- _Exercise prompt_
Take the entries that follow and return exactly the lines from the one holding "assert!(map.take_for_retry().is_empty());" through the one holding "const PREFIX_RECHECK_INTERVAL: Duration", both included. Nothing else is needed.

(Stored data)

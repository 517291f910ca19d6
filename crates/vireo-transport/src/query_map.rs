//! Pending-query bookkeeping.
//!
//! Callers hand in a wire-format query carrying their own message id.
//! The map mints a fresh on-wire id, rewrites the first two octets,
//! and parks a oneshot future that resolves when the matching response
//! arrives (with the caller's id restored) or the retry budget runs
//! out.

use crate::QueryResult;
use bytes::{Bytes, BytesMut};
use parking_lot::Mutex;
use std::collections::HashMap;
use tokio::sync::oneshot;
use tracing::trace;

/// Attempts per query before it fails with a network error.
pub const MAX_TRIES: u8 = 3;

struct Entry {
    original_id: u16,
    query: Bytes,
    tries: u8,
    completion: oneshot::Sender<QueryResult>,
}

#[derive(Default)]
struct Inner {
    entries: HashMap<u16, Entry>,
    /// Released ids, reused most-recent-first so a caller that
    /// completes each query before issuing the next sees id 0 again.
    free: Vec<u16>,
    /// Next never-used id; ids above the 16-bit range mean the fresh
    /// supply is spent and only the free list remains.
    next_fresh: u32,
}

impl Inner {
    fn allocate_id(&mut self) -> Option<u16> {
        if let Some(id) = self.free.pop() {
            return Some(id);
        }
        if self.next_fresh <= u32::from(u16::MAX) {
            let id = self.next_fresh as u16;
            self.next_fresh += 1;
            Some(id)
        } else {
            None
        }
    }

    fn release_id(&mut self, id: u16) {
        self.free.push(id);
    }
}

/// A recorded query: the on-wire frame to transmit and the future to
/// await.
pub struct RecordedQuery {
    /// Freshly minted on-wire id (already written into `query`).
    pub new_id: u16,
    /// Query bytes carrying `new_id`.
    pub query: Bytes,
    /// Resolves with the final outcome.
    pub completion: oneshot::Receiver<QueryResult>,
}

/// Thread-safe id allocator and response pairing table. Allocation
/// and release are O(1): released ids go onto a free list, fresh ids
/// come off a watermark.
#[derive(Default)]
pub struct QueryMap {
    inner: Mutex<Inner>,
}

impl QueryMap {
    /// Creates an empty map.
    pub fn new() -> Self {
        Self::default()
    }

    /// Records a query, minting an unused on-wire id.
    ///
    /// Returns `None` when all 65,536 ids are in flight.
    pub fn record(&self, query: &[u8]) -> Option<RecordedQuery> {
        if query.len() < 2 {
            return None;
        }
        let original_id = u16::from_be_bytes([query[0], query[1]]);

        let mut inner = self.inner.lock();
        let new_id = inner.allocate_id()?;

        let mut rewritten = BytesMut::from(query);
        rewritten[..2].copy_from_slice(&new_id.to_be_bytes());
        let rewritten = rewritten.freeze();

        let (tx, rx) = oneshot::channel();
        inner.entries.insert(
            new_id,
            Entry {
                original_id,
                query: rewritten.clone(),
                tries: 1,
                completion: tx,
            },
        );
        trace!(new_id, original_id, "recorded query");

        Some(RecordedQuery {
            new_id,
            query: rewritten,
            completion: rx,
        })
    }

    /// Pairs a response frame with its pending entry and resolves the
    /// caller's future with the original id restored. Unknown ids are
    /// dropped silently (late responses after a retry).
    pub fn on_response(&self, response: &[u8]) {
        if response.len() < 2 {
            return;
        }
        let wire_id = u16::from_be_bytes([response[0], response[1]]);
        let entry = {
            let mut inner = self.inner.lock();
            match inner.entries.remove(&wire_id) {
                Some(entry) => {
                    inner.release_id(wire_id);
                    entry
                }
                None => {
                    trace!(wire_id, "response for unknown id");
                    return;
                }
            }
        };

        let mut restored = BytesMut::from(response);
        restored[..2].copy_from_slice(&entry.original_id.to_be_bytes());
        let _ = entry.completion.send(QueryResult::Success(restored.freeze()));
    }

    /// Called when the transport drops: splits the pending entries
    /// into queries worth retrying (attempt counter bumped) and
    /// entries whose budget is spent, which are resolved with
    /// `NetworkError` on the way out.
    pub fn take_for_retry(&self) -> Vec<(u16, Bytes)> {
        let mut inner = self.inner.lock();
        let mut retry = Vec::new();
        let exhausted: Vec<u16> = inner
            .entries
            .iter_mut()
            .filter_map(|(&id, entry)| {
                if entry.tries < MAX_TRIES {
                    entry.tries += 1;
                    retry.push((id, entry.query.clone()));
                    None
                } else {
                    Some(id)
                }
            })
            .collect();

        for id in exhausted {
            if let Some(entry) = inner.entries.remove(&id) {
                trace!(id, tries = entry.tries, "retry budget spent");
                inner.release_id(id);
                let _ = entry.completion.send(QueryResult::NetworkError);
            }
        }
        retry
    }

    /// Resolves one entry with `NetworkError` (transport gone before
    /// the frame could be handed off).
    pub fn fail(&self, id: u16) {
        let entry = {
            let mut inner = self.inner.lock();
            let entry = inner.entries.remove(&id);
            if entry.is_some() {
                inner.release_id(id);
            }
            entry
        };
        if let Some(entry) = entry {
            let _ = entry.completion.send(QueryResult::NetworkError);
        }
    }

    /// Number of in-flight queries.
    pub fn len(&self) -> usize {
        self.inner.lock().entries.len()
    }

    /// Returns true if nothing is in flight.
    pub fn is_empty(&self) -> bool {
        self.inner.lock().entries.is_empty()
    }
}

#[cfg(test)]
mod tests {
    use super::*;

    fn query_with_id(id: u16) -> Vec<u8> {
        let mut q = vec![0u8; 12];
        q[..2].copy_from_slice(&id.to_be_bytes());
        q
    }

    #[test]
    fn sequential_queries_reuse_id_zero() {
        let map = QueryMap::new();
        for caller_id in [7u16, 1000, 0xFFFF] {
            let recorded = map.record(&query_with_id(caller_id)).unwrap();
            assert_eq!(recorded.new_id, 0);

            map.on_response(&recorded.query.to_vec());
            assert!(map.is_empty());
        }
    }

    #[test]
    fn concurrent_queries_get_distinct_ids() {
        let map = QueryMap::new();
        let a = map.record(&query_with_id(1)).unwrap();
        let b = map.record(&query_with_id(2)).unwrap();
        assert_eq!(a.new_id, 0);
        assert_eq!(b.new_id, 1);
        assert_eq!(map.len(), 2);
    }

    #[tokio::test]
    async fn response_restores_original_id() {
        let map = QueryMap::new();
        let recorded = map.record(&query_with_id(0xABCD)).unwrap();
        assert_eq!(&recorded.query[..2], &[0, 0]);

        map.on_response(&recorded.query.to_vec());
        match recorded.completion.await.unwrap() {
            QueryResult::Success(bytes) => assert_eq!(&bytes[..2], &0xABCDu16.to_be_bytes()),
            other => panic!("unexpected {other:?}"),
        }
    }

    #[tokio::test]
    async fn retry_cap_fails_entry() {
        let map = QueryMap::new();
        let recorded = map.record(&query_with_id(5)).unwrap();

        // First recording is attempt 1; two more retries are allowed.
        assert_eq!(map.take_for_retry().len(), 1);
        assert_eq!(map.take_for_retry().len(), 1);
        assert!(map.take_for_retry().is_empty());
        assert!(map.is_empty());

        assert_eq!(
            recorded.completion.await.unwrap(),
            QueryResult::NetworkError
        );
    }

    #[test]
    fn unknown_response_ignored() {
        let map = QueryMap::new();
        let _recorded = map.record(&query_with_id(5)).unwrap();
        map.on_response(&query_with_id(999));
        assert_eq!(map.len(), 1);
    }

    #[test]
    fn runt_query_rejected() {
        let map = QueryMap::new();
        assert!(map.record(&[0x01]).is_none());
    }
}
/// How often a discovered prefix is re-checked.
const PREFIX_RECHECK_INTERVAL: Duration = Duration::from_secs(3600);

/// Negative answers with no SOA minimum get this TTL.
const DEFAULT_NEGATIVE_TTL: Duration = Duration::from_secs(5);

/// Address family requested by the caller.
#[derive(Debug, Clone, Copy, PartialEq, Eq)]
pub enum AddressFamily {
    /// IPv4 only.
    V4,
    /// IPv6 only (NAT64 synthesis may apply).
    V6,
    /// Both; IPv6 answers sort first.
    Unspec,
}

impl AddressFamily {
    fn wants_v4(self) -> bool {
        matches!(self, Self::V4 | Self::Unspec)
    }

    fn wants_v6(self) -> bool {
        matches!(self, Self::V6 | Self::Unspec)
    }
}

/// The process-wide resolver.
pub struct Resolver {
    registry: Registry,
    private_dns: Arc<PrivateDnsConfiguration>,
    dispatcher: Arc<Dispatcher>,
    hosts: HostsTable,
}

impl Default for Resolver {
    fn default() -> Self {
        Self::new()
    }
}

- _Result for this task_
        assert!(map.take_for_retry().is_empty());
        assert!(map.is_empty());

        assert_eq!(
            recorded.completion.await.unwrap(),
            QueryResult::NetworkError
        );
    }

    #[test]
    fn unknown_response_ignored() {
        let map = QueryMap::new();
        let _recorded = map.record(&query_with_id(5)).unwrap();
        map.on_response(&query_with_id(999));
        assert_eq!(map.len(), 1);
    }

    #[test]
    fn runt_query_rejected() {
        let map = QueryMap::new();
        assert!(map.record(&[0x01]).is_none());
    }
}
/// How often a discovered prefix is re-checked.
const PREFIX_RECHECK_INTERVAL: Duration = Duration::from_secs(3600);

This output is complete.